> _Material for the task_:
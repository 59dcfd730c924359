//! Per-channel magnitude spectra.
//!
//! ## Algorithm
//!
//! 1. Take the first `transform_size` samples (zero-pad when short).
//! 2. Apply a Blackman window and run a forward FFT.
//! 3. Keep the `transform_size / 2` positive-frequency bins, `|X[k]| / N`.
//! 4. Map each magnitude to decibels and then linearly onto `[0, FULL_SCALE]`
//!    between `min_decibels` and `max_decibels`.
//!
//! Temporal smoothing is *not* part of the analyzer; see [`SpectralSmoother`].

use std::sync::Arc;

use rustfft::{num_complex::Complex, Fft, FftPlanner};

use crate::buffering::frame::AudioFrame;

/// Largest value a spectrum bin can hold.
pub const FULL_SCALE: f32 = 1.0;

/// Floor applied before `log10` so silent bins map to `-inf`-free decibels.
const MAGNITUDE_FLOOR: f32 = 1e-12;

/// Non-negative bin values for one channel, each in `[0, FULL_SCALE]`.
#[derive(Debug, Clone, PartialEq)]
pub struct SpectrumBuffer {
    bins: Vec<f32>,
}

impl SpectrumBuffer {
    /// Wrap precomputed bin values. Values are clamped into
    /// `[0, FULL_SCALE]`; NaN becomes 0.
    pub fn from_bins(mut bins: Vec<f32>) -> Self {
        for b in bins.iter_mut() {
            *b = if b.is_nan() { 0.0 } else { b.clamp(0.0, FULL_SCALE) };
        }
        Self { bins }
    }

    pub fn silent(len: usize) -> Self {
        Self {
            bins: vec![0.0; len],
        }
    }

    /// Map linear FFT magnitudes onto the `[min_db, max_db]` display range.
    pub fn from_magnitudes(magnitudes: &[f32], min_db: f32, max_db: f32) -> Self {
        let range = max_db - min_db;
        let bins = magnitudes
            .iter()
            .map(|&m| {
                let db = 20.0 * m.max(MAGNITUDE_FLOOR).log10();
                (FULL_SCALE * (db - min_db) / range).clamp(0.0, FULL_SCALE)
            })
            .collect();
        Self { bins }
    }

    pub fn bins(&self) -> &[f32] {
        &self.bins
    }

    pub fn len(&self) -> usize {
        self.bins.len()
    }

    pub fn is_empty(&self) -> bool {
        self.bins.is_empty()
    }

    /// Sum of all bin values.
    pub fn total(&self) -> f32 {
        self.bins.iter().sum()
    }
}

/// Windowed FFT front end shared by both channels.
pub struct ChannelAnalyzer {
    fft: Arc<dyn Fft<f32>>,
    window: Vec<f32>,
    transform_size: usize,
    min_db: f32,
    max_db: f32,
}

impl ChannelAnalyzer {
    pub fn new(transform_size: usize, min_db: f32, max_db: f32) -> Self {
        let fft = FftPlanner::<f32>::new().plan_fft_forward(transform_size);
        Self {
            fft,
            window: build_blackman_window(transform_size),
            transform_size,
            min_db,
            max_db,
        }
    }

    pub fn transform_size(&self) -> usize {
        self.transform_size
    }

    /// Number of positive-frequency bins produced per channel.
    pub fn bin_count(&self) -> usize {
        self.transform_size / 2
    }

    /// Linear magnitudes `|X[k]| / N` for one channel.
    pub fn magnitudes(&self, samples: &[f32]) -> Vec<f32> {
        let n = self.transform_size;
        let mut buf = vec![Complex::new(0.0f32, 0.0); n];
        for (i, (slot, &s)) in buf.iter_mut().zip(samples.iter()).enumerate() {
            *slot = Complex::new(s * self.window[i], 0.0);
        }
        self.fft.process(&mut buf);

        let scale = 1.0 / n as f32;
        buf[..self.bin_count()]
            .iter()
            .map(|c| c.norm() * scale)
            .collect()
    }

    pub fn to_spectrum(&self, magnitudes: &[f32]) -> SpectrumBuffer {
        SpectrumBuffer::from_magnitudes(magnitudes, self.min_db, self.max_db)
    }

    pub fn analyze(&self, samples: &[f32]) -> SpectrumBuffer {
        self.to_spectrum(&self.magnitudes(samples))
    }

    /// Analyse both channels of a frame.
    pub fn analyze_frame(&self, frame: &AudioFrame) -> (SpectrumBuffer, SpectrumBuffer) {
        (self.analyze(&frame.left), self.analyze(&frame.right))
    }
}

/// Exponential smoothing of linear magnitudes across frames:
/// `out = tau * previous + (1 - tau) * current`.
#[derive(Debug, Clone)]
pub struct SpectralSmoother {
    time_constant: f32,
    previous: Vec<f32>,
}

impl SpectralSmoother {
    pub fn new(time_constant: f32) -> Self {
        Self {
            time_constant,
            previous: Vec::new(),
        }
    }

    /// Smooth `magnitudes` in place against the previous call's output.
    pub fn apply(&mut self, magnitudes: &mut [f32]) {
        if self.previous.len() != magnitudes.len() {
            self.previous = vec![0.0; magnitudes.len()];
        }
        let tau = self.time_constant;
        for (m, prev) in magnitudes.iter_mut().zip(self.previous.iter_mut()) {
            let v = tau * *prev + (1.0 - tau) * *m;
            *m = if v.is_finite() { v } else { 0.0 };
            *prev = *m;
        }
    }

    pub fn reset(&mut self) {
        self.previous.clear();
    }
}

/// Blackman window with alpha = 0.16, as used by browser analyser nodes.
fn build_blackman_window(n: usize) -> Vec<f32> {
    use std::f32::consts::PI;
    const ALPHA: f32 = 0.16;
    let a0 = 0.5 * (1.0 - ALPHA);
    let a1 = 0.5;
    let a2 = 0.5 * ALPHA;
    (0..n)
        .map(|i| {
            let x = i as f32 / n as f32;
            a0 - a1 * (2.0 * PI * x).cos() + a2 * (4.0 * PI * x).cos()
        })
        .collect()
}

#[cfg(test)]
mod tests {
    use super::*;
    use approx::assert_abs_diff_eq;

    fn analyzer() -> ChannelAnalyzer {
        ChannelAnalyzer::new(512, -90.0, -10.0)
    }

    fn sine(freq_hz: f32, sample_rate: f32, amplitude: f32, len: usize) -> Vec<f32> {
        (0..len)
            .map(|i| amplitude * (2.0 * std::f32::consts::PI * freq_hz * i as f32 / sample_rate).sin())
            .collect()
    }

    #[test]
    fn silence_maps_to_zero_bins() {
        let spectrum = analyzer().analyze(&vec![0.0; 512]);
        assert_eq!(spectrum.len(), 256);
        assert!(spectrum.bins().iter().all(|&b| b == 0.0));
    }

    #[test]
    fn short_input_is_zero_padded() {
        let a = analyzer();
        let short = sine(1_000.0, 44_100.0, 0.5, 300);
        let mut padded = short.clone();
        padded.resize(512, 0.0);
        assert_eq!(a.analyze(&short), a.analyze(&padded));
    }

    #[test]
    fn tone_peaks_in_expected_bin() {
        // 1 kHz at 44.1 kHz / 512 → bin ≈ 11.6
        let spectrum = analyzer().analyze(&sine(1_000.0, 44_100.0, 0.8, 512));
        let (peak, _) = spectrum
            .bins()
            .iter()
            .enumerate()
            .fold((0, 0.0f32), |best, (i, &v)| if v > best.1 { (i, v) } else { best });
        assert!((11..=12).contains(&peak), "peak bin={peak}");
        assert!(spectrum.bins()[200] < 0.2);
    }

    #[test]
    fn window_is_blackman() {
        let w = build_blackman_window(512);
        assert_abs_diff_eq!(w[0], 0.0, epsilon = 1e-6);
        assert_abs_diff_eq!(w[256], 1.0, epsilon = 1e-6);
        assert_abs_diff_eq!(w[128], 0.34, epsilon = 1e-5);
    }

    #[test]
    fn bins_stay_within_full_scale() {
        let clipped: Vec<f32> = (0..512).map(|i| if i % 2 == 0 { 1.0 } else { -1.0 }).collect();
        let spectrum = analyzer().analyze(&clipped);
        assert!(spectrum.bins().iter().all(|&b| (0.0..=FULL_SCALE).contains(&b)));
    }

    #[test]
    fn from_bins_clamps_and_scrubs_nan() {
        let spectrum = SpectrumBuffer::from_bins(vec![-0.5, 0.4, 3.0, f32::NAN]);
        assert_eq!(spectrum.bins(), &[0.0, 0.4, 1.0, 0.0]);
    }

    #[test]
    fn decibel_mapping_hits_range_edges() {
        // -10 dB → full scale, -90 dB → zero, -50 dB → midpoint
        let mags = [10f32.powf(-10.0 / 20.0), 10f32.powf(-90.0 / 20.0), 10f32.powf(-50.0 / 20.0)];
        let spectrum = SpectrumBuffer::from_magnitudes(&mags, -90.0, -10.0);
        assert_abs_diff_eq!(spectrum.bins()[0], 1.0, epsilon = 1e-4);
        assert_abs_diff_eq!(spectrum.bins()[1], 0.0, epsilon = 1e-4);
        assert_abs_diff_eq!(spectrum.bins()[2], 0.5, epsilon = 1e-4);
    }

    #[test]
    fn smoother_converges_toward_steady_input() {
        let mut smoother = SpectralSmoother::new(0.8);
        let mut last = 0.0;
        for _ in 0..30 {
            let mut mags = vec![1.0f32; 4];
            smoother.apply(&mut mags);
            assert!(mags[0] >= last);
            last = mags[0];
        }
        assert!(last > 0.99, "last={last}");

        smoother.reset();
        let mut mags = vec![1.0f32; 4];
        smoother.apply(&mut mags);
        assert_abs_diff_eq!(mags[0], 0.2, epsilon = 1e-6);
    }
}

> _What to produce_:
Please give back exactly the lines of this listing beginning at the line with "pub fn new(transform_size: usize, min_db: f32, max_db: f32)" and ending with the line with "let tau = self.time_constant;", both included, and nothing else.

> _Response area_:
    pub fn new(transform_size: usize, min_db: f32, max_db: f32) -> Self {
        let fft = FftPlanner::<f32>::new().plan_fft_forward(transform_size);
        Self {
            fft,
            window: build_blackman_window(transform_size),
            transform_size,
            min_db,
            max_db,
        }
    }

    pub fn transform_size(&self) -> usize {
        self.transform_size
    }

    /// Number of positive-frequency bins produced per channel.
    pub fn bin_count(&self) -> usize {
        self.transform_size / 2
    }

    /// Linear magnitudes `|X[k]| / N` for one channel.
    pub fn magnitudes(&self, samples: &[f32]) -> Vec<f32> {
        let n = self.transform_size;
        let mut buf = vec![Complex::new(0.0f32, 0.0); n];
        for (i, (slot, &s)) in buf.iter_mut().zip(samples.iter()).enumerate() {
            *slot = Complex::new(s * self.window[i], 0.0);
        }
        self.fft.process(&mut buf);

        let scale = 1.0 / n as f32;
        buf[..self.bin_count()]
            .iter()
            .map(|c| c.norm() * scale)
            .collect()
    }

    pub fn to_spectrum(&self, magnitudes: &[f32]) -> SpectrumBuffer {
        SpectrumBuffer::from_magnitudes(magnitudes, self.min_db, self.max_db)
    }

    pub fn analyze(&self, samples: &[f32]) -> SpectrumBuffer {
        self.to_spectrum(&self.magnitudes(samples))
    }

    /// Analyse both channels of a frame.
    pub fn analyze_frame(&self, frame: &AudioFrame) -> (SpectrumBuffer, SpectrumBuffer) {
        (self.analyze(&frame.left), self.analyze(&frame.right))
    }
}

/// Exponential smoothing of linear magnitudes across frames:
/// `out = tau * previous + (1 - tau) * current`.
#[derive(Debug, Clone)]
pub struct SpectralSmoother {
    time_constant: f32,
    previous: Vec<f32>,
}

impl SpectralSmoother {
    pub fn new(time_constant: f32) -> Self {
        Self {
            time_constant,
            previous: Vec::new(),
        }
    }

    /// Smooth `magnitudes` in place against the previous call's output.
    pub fn apply(&mut self, magnitudes: &mut [f32]) {
        if self.previous.len() != magnitudes.len() {
            self.previous = vec![0.0; magnitudes.len()];
        }
        let tau = self.time_constant;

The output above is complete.